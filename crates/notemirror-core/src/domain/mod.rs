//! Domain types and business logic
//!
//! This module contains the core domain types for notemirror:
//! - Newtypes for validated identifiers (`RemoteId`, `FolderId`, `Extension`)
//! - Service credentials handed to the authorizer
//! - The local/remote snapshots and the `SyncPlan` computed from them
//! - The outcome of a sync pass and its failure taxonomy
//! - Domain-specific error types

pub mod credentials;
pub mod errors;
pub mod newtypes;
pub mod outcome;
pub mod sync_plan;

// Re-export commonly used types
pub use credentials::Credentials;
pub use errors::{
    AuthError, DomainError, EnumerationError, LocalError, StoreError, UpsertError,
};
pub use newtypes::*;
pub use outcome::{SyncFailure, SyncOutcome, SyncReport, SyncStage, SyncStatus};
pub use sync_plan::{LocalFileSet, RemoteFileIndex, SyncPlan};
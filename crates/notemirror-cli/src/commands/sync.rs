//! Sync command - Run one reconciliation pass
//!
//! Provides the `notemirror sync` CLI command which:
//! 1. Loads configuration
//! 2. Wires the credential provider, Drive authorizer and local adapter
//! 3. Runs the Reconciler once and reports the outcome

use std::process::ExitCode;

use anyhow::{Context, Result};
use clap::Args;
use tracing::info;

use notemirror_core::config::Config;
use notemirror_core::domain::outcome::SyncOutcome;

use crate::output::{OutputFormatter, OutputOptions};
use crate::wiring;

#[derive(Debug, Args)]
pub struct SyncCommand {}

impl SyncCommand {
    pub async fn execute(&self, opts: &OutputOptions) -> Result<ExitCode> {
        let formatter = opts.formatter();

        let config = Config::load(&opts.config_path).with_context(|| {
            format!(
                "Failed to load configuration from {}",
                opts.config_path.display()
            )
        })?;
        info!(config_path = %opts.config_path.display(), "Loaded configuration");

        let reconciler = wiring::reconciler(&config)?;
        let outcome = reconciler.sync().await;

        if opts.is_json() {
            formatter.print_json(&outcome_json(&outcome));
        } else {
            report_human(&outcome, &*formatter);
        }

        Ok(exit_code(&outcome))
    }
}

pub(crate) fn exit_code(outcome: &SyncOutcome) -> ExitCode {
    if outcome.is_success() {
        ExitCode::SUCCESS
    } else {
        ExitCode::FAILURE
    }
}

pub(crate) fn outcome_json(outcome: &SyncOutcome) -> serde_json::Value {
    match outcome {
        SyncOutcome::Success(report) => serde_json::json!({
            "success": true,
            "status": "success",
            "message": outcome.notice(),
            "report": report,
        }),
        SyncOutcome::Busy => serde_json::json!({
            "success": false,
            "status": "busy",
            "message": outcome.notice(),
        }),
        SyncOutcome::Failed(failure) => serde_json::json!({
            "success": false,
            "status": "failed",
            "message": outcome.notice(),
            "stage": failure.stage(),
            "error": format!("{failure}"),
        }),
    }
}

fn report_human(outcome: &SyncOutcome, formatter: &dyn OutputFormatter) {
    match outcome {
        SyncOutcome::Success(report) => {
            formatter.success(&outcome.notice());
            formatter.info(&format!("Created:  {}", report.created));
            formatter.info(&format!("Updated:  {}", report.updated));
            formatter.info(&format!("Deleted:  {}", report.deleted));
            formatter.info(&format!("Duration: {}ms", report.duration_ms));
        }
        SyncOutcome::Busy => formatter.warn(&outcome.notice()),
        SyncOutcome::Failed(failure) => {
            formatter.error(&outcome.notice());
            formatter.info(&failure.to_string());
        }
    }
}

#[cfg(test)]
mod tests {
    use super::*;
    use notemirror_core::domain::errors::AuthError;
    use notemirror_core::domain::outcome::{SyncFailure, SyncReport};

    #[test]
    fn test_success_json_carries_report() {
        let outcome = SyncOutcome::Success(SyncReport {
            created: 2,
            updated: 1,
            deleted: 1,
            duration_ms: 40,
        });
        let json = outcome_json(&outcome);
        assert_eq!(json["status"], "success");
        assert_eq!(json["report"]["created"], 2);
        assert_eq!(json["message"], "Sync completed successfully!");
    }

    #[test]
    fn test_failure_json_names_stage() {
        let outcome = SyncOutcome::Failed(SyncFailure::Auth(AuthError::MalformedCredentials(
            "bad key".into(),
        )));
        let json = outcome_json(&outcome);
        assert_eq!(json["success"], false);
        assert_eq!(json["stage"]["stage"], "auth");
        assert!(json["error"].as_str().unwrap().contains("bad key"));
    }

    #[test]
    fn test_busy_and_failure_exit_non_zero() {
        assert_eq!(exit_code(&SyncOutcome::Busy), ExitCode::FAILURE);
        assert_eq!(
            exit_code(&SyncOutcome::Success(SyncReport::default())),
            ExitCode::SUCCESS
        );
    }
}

» **Goal of the exercise**:
Your answer must be a copy of every line in the data above that holds the string "configuration".

» **Written solution**:
//! 1. Loads configuration
                "Failed to load configuration from {}",
        info!(config_path = %opts.config_path.display(), "Loaded configuration");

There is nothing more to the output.